La rétro : « The Lone Ranger »

Après quelques péripéties aléatoires générées par ce grand JdR GN qu’est la vie, j’ai pris un retard considérable dans mes billets ici.
Le Printemps du Cinéma étant passé par là avec son cortège de films et n’ayant réussi à en voir que 3 rapport aux péripéties précitées, je me permets toutefois de vous rassurer, j’ai du matos dans la musette, et bien que nous approchions dangereusement de cette période de l’année où, tels d’adorables papillons monarques, les lecteurs reviennent ici pour leur migration saisonnière, attirés par l’odeur musquée des GIFs animés, lolshots et autres blagues de mauvaise qualité dispensées à l’encontre de l’ensemble des personnages de « Games of Thrones » sauf Brienne parce que pas touche, un point c’est tout, et j’ai la sensation d’avoir totalement perdu le fil de cette phrase et de la pensée qui allait avec.
Bref, j’ai quelques films récents en attente et à l’heure où j’écris ses lignes je sais que je devrai ajouter d’ici peu le deuxième « Captain America » (may the odds etc…..), « 47 Ronin » (L5A ze movie) et « How I Live Now » à « Monuments Men » (ouh que c’était chiant tout ça), « Minuscule » (ouh que c’était excellent tout ça), « La grande Aventure Lego » (stay classy, Lego) et « Non Stop » (c’est Emile, le tueur).
Ai-je renoncé à publier mon top 2013 ? Non ! Vais-je le publier dans le courant du mois d’avril ? CHALLENGE ACCEPTED !
Ce billet me permettra-t-il d’actualiser un peu ma liste des billets à publier sur un film récent ?
Si vous êtes attentifs, la simple lecture du titre aura suffit à vous détromper et à vous convaincre que je ne suis que WTF, puisque bon, « Lone Ranger » n’est certes pas « récent », mais de là à le caser dans la « rétro », il faudrait voir à pas éxagérer. Et bien peu importe. Telle Littlefinger, j’emprunte l’échelle du Chaos pour vous livrer ce billet.

Comme quoi il ne faut JAMAIS suivre la presse ou les jérémiades d’un grand public conditionné par ses lectures édifiantes de critiques ciné dans Télérama (ou pire, les Inrock…).

Car après mon visionnage de « Lone Ranger », force était de constater que le malheureux film ne méritait ni pilonnage en règle ni accusation stérile de manque d’originalitay. Encore moins celles consistant à en faire un spectacle de fête foraine faisandé.

N’ayant de base pas d’affection particulière pour la franchise « Pirates des Caraïbes », je n’avais pas fait le déplacement en salle pour « Lone Ranger », de la même équipe. Ça et le concert de « bouhou c’est NUL », bien entendu.

Or, aujourd’hui je regrette un peu n’avoir pas eu l’occasion d’apprécier certains passages de ce film sur grand écran. La vie est une chienne et je suis si influençable, que voulez-vous (voilà, ça devrait me servir de leçon !).

Est-ce que « Lone Ranger » est un bon film ?

La question se pose, puisque fondamentalement, il ne s’agit pas d’un travail de sagouin. Réalisé par Gore Verbinski, monsieur « Pirates des Caraïbes », ce film d’aventure dans le far west montre dans le fond des qualités réelles, celles qui étaient un peu promises dans le premier volet des aventures de Jack Sparrow mais qui n’avaient jamais été montrées par la suite, la faute à des scénarios en totale roue libre.

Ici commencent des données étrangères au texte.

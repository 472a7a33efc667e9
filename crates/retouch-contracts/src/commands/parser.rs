use super::registry::ToolKind;

#[derive(Debug, Clone, Copy, PartialEq, Eq)]
pub enum SessionAction {
    Open,
    Batch,
    Voice,
    Hotspot,
    Region,
    ClearSelection,
    Compare,
    Titles,
    Credits,
    Refill,
    New,
    Status,
}

const SESSION_COMMANDS: &[(&str, SessionAction)] = &[
    ("open", SessionAction::Open),
    ("upload", SessionAction::Open),
    ("batch", SessionAction::Batch),
    ("voice", SessionAction::Voice),
    ("hotspot", SessionAction::Hotspot),
    ("region", SessionAction::Region),
    ("clear_selection", SessionAction::ClearSelection),
    ("compare", SessionAction::Compare),
    ("titles", SessionAction::Titles),
    ("credits", SessionAction::Credits),
    ("refill", SessionAction::Refill),
    ("new", SessionAction::New),
    ("status", SessionAction::Status),
];

/// One line typed into the interactive shell.
#[derive(Debug, Clone, PartialEq)]
pub enum LineIntent {
    Noop,
    Help,
    /// A tool with its free-text argument (instruction, style, path...).
    Tool { tool: ToolKind, arg: String },
    Session {
        action: SessionAction,
        args: Vec<String>,
    },
    Unknown { command: String, arg: String },
}

/// Splits arguments shell-style so quoted paths survive; falls back to
/// whitespace splitting on unbalanced quotes.
pub fn split_args(arg: &str) -> Vec<String> {
    if arg.trim().is_empty() {
        return Vec::new();
    }
    match shell_words::split(arg) {
        Ok(parts) => parts
            .into_iter()
            .filter(|value| !value.is_empty())
            .collect(),
        Err(_) => arg
            .split_whitespace()
            .map(str::to_string)
            .filter(|value| !value.is_empty())
            .collect(),
    }
}

/// Parses `/command args` lines. Plain text is a retouch instruction.
pub fn parse_line(text: &str) -> LineIntent {
    let trimmed = text.trim();
    if trimmed.is_empty() {
        return LineIntent::Noop;
    }

    let Some(slash_tail) = trimmed.strip_prefix('/') else {
        return LineIntent::Tool {
            tool: ToolKind::Retouch,
            arg: trimmed.to_string(),
        };
    };
    let command_len = slash_tail
        .chars()
        .take_while(|ch| ch.is_ascii_alphanumeric() || *ch == '_')
        .count();
    if command_len == 0 {
        return LineIntent::Tool {
            tool: ToolKind::Retouch,
            arg: trimmed.to_string(),
        };
    }
    let command = slash_tail[..command_len].to_ascii_lowercase();
    let arg = slash_tail[command_len..].trim();

    if command == "help" {
        return LineIntent::Help;
    }
    if let Some((_, action)) = SESSION_COMMANDS.iter().find(|(name, _)| *name == command) {
        return LineIntent::Session {
            action: *action,
            args: split_args(arg),
        };
    }
    match ToolKind::parse(&command) {
        Some(ToolKind::Unknown) | None => LineIntent::Unknown {
            command,
            arg: arg.to_string(),
        },
        Some(tool) => LineIntent::Tool {
            tool,
            arg: arg.to_string(),
        },
    }
}

#[cfg(test)]
mod tests {
    use super::{parse_line, LineIntent, SessionAction};
    use crate::commands::ToolKind;

    #[test]
    fn plain_text_is_a_retouch_instruction() {
        assert_eq!(
            parse_line("  make the sky bluer "),
            LineIntent::Tool {
                tool: ToolKind::Retouch,
                arg: "make the sky bluer".to_string(),
            }
        );
    }

    #[test]
    fn tool_commands_keep_their_raw_argument() {
        assert_eq!(
            parse_line("/filter  Sepia tone "),
            LineIntent::Tool {
                tool: ToolKind::Filter,
                arg: "Sepia tone".to_string(),
            }
        );
        assert_eq!(
            parse_line("/UNDO"),
            LineIntent::Tool {
                tool: ToolKind::Undo,
                arg: String::new(),
            }
        );
    }

    #[test]
    fn session_commands_split_quoted_paths() {
        assert_eq!(
            parse_line("/batch \"my photos/a.png\" b.png"),
            LineIntent::Session {
                action: SessionAction::Batch,
                args: vec!["my photos/a.png".to_string(), "b.png".to_string()],
            }
        );
    }

    #[test]
    fn unbalanced_quotes_fall_back_to_whitespace() {
        assert_eq!(
            parse_line("/open \"a.png"),
            LineIntent::Session {
                action: SessionAction::Open,
                args: vec!["\"a.png".to_string()],
            }
        );
    }

    #[test]
    fn unknown_and_empty_lines() {
        assert_eq!(parse_line("   "), LineIntent::Noop);
        assert_eq!(parse_line("/help"), LineIntent::Help);
        assert_eq!(
            parse_line("/teleport now"),
            LineIntent::Unknown {
                command: "teleport".to_string(),
                arg: "now".to_string(),
            }
        );
        assert!(matches!(parse_line("/unknown"), LineIntent::Unknown { .. }));
    }
}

En relançant ce qui se voulait à l’origine une nouvelle franchise, Gore Verbinski, auréolé de la gloire de sa trilogie, peut donner libre court à son sens du spectacle, grâce à une certaine confiance des studios, et un budget plus que conséquent.
Résultat : « Lone Ranger » a de la gueule, et joue à fond, avec une générosité totale, la carte du divertissement pur et dur.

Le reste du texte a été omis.